Leukemias may be treated with chemotherapy, radiation therapy, surgery to remove the spleen, monoclonal antibody therapy or chemotherapy combined with bone-marrow or stem-cell transplantation.

Monoclonal antibody therapy is a treatment that uses antibodies (types of proteins) produced in a lab to kill cancer cells, block their growth or prevent them from spreading. These antibodies are given by infusion, and they may be used by themselves or as agents to carry drugs, radioactive material or toxins to cancer cells.

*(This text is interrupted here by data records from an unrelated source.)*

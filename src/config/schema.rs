//! Configuration schema definitions.
//!
//! This module defines the complete configuration document for the service.
//! Top-level keys and store groups are required; rotation and `[server]`
//! settings fall back to defaults. Unknown keys are rejected so that a typo
//! never silently drops a setting.

use serde::{Deserialize, Serialize};
use std::fmt;
use std::path::PathBuf;

/// Root configuration document.
#[derive(Debug, Clone, PartialEq, Deserialize, Serialize)]
#[serde(deny_unknown_fields)]
pub struct AppConfig {
    /// Service name, reported at startup.
    pub name: String,

    /// Service version string.
    pub version: String,

    /// Run mode.
    pub mode: RunMode,

    /// TCP port the HTTP listener binds on all interfaces.
    pub port: u16,

    /// Logging sink settings.
    pub log: LogConfig,

    /// Relational store settings.
    pub mysql: MysqlConfig,

    /// Cache store settings.
    pub redis: RedisConfig,

    /// Listener and lifecycle settings.
    #[serde(default)]
    pub server: ServerConfig,
}

/// Run mode of the process.
#[derive(Debug, Clone, Copy, PartialEq, Eq, Deserialize, Serialize)]
#[serde(rename_all = "lowercase")]
pub enum RunMode {
    /// Development: log lines are mirrored to stdout.
    Debug,
    Release,
    Test,
}

impl fmt::Display for RunMode {
    fn fmt(&self, f: &mut fmt::Formatter<'_>) -> fmt::Result {
        let name = match self {
            RunMode::Debug => "debug",
            RunMode::Release => "release",
            RunMode::Test => "test",
        };
        f.write_str(name)
    }
}

/// Logging configuration.
#[derive(Debug, Clone, PartialEq, Deserialize, Serialize)]
#[serde(deny_unknown_fields)]
pub struct LogConfig {
    /// Minimum level (trace, debug, info, warn, error, dpanic, panic, fatal).
    pub level: String,

    /// Path of the active log file.
    pub filename: PathBuf,

    /// Size in megabytes that triggers rotation (0 = 100 MB).
    #[serde(default)]
    pub max_size: u64,

    /// Days to keep rotated backups (0 = forever).
    #[serde(default)]
    pub max_age: u64,

    /// Number of rotated backups to keep (0 = all).
    #[serde(default)]
    pub max_backups: usize,
}

/// Relational store (MySQL) configuration.
#[derive(Clone, PartialEq, Deserialize, Serialize)]
#[serde(deny_unknown_fields)]
pub struct MysqlConfig {
    pub host: String,
    pub port: u16,
    pub user: String,
    #[serde(default)]
    pub password: String,
    pub dbname: String,

    /// Upper bound of pooled connections.
    #[serde(default = "default_max_open_conns")]
    pub max_open_conns: u32,

    /// Idle hint. The pool never holds connections open on its behalf;
    /// 0 closes idle connections almost immediately.
    #[serde(default = "default_max_idle_conns")]
    pub max_idle_conns: u32,
}

fn default_max_open_conns() -> u32 {
    10
}

fn default_max_idle_conns() -> u32 {
    2
}

// Manual impl keeps the password out of log lines.
impl fmt::Debug for MysqlConfig {
    fn fmt(&self, f: &mut fmt::Formatter<'_>) -> fmt::Result {
        f.debug_struct("MysqlConfig")
            .field("host", &self.host)
            .field("port", &self.port)
            .field("user", &self.user)
            .field("password", &"***")
            .field("dbname", &self.dbname)
            .field("max_open_conns", &self.max_open_conns)
            .field("max_idle_conns", &self.max_idle_conns)
            .finish()
    }
}

/// Cache store (Redis) configuration.
#[derive(Clone, PartialEq, Deserialize, Serialize)]
#[serde(deny_unknown_fields)]
pub struct RedisConfig {
    pub host: String,
    pub port: u16,

    /// Logical database index.
    #[serde(default)]
    pub db: i64,

    #[serde(default)]
    pub password: String,

    /// Maximum pooled connections.
    #[serde(default = "default_pool_size")]
    pub pool_size: usize,
}

fn default_pool_size() -> usize {
    10
}

impl fmt::Debug for RedisConfig {
    fn fmt(&self, f: &mut fmt::Formatter<'_>) -> fmt::Result {
        f.debug_struct("RedisConfig")
            .field("host", &self.host)
            .field("port", &self.port)
            .field("db", &self.db)
            .field("password", &"***")
            .field("pool_size", &self.pool_size)
            .finish()
    }
}

/// Listener and lifecycle configuration.
#[derive(Debug, Clone, PartialEq, Deserialize, Serialize)]
#[serde(default, deny_unknown_fields)]
pub struct ServerConfig {
    /// Maximum concurrent connections (backpressure).
    pub max_connections: usize,

    /// Drain window for graceful shutdown, in seconds.
    pub shutdown_timeout_secs: u64,

    /// Treat a store that fails to open as a fatal startup error.
    pub require_stores: bool,

    /// Include the panic backtrace in recovery log lines.
    pub capture_stack: bool,
}

impl Default for ServerConfig {
    fn default() -> Self {
        Self {
            max_connections: 10_000,
            shutdown_timeout_secs: 5,
            require_stores: false,
            capture_stack: true,
        }
    }
}
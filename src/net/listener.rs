//! TCP listener implementation with backpressure.
//!
//! # Responsibilities
//! - Bind to the service port
//! - Accept incoming TCP connections
//! - Enforce max_connections limit via semaphore

use std::net::SocketAddr;
use std::sync::Arc;
use tokio::net::{TcpListener, TcpStream};
use tokio::sync::{OwnedSemaphorePermit, Semaphore};

/// Error type for listener operations.
#[derive(Debug, thiserror::Error)]
pub enum ListenerError {
    /// Failed to bind to address.
    #[error("failed to bind {addr}: {source}")]
    Bind {
        addr: SocketAddr,
        #[source]
        source: std::io::Error,
    },
    /// Failed to accept connection.
    #[error("failed to accept: {0}")]
    Accept(#[source] std::io::Error),
    /// The connection limit was closed; the listener is unusable.
    #[error("connection limit closed")]
    Closed,
}

/// A bounded TCP listener that limits concurrent connections.
///
/// Uses a semaphore to enforce `max_connections`. When the limit is reached,
/// new connections will wait until a slot becomes available.
#[derive(Debug)]
pub struct Listener {
    inner: TcpListener,
    connection_limit: Arc<Semaphore>,
    max_connections: usize,
}

impl Listener {
    /// Bind to `addr`. Port 0 picks a free port.
    pub async fn bind(addr: SocketAddr, max_connections: usize) -> Result<Self, ListenerError> {
        let bind_err = |source| ListenerError::Bind { addr, source };
        let listener = TcpListener::bind(addr).await.map_err(bind_err)?;
        let local_addr = listener.local_addr().map_err(bind_err)?;

        tracing::info!(
            address = %local_addr,
            max_connections,
            "Listener bound"
        );

        Ok(Self {
            inner: listener,
            connection_limit: Arc::new(Semaphore::new(max_connections)),
            max_connections,
        })
    }

    /// Accept a new connection, respecting the connection limit.
    ///
    /// Returns the stream and a permit that must be held for the connection's lifetime.
    pub async fn accept(&self) -> Result<(TcpStream, SocketAddr, ConnectionPermit), ListenerError> {
        // Acquire permit first (backpressure)
        let permit = Arc::clone(&self.connection_limit)
            .acquire_owned()
            .await
            .map_err(|_| ListenerError::Closed)?;

        let (stream, addr) = self.inner.accept().await.map_err(ListenerError::Accept)?;

        tracing::debug!(
            peer_addr = %addr,
            available_permits = self.connection_limit.available_permits(),
            "Connection accepted"
        );

        Ok((stream, addr, ConnectionPermit { _permit: permit }))
    }

    pub fn local_addr(&self) -> Result<SocketAddr, std::io::Error> {
        self.inner.local_addr()
    }

    pub fn available_permits(&self) -> usize {
        self.connection_limit.available_permits()
    }

    pub fn max_connections(&self) -> usize {
        self.max_connections
    }
}

/// A permit representing a connection slot.
///
/// When dropped, the connection slot is released back to the pool.
#[derive(Debug)]
pub struct ConnectionPermit {
    _permit: OwnedSemaphorePermit,
}

#[cfg(test)]
mod tests {
    use super::*;

    #[tokio::test]
    async fn permits_follow_connections() {
        let listener = Listener::bind(SocketAddr::from(([127, 0, 0, 1], 0)), 2)
            .await
            .unwrap();
        let addr = listener.local_addr().unwrap();
        assert_ne!(addr.port(), 0);

        let _client = TcpStream::connect(addr).await.unwrap();
        let (_stream, _peer, permit) = listener.accept().await.unwrap();
        assert_eq!(listener.available_permits(), 1);

        drop(permit);
        assert_eq!(listener.available_permits(), listener.max_connections());
    }

    #[tokio::test]
    async fn bind_conflict_is_reported() {
        let first = Listener::bind(SocketAddr::from(([127, 0, 0, 1], 0)), 1)
            .await
            .unwrap();
        let taken = first.local_addr().unwrap();

        let err = Listener::bind(taken, 1).await.unwrap_err();
        assert!(matches!(err, ListenerError::Bind { addr, .. } if addr == taken));
    }
}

Chemotherapy combined with bone-marrow or stem-cell transplantation is used for patients with advanced cancers. The extremely high doses of chemotherapy given destroy bone marrow and then a bone-marrow transplant is given to replace the marrow. Alternately, in a stem-cell transplant, abnormal stem cells are removed from the patient’s blood or marrow, given high-dose chemotherapy and then reinfused into the patient’s bloodstream to grow into healthy blood cells.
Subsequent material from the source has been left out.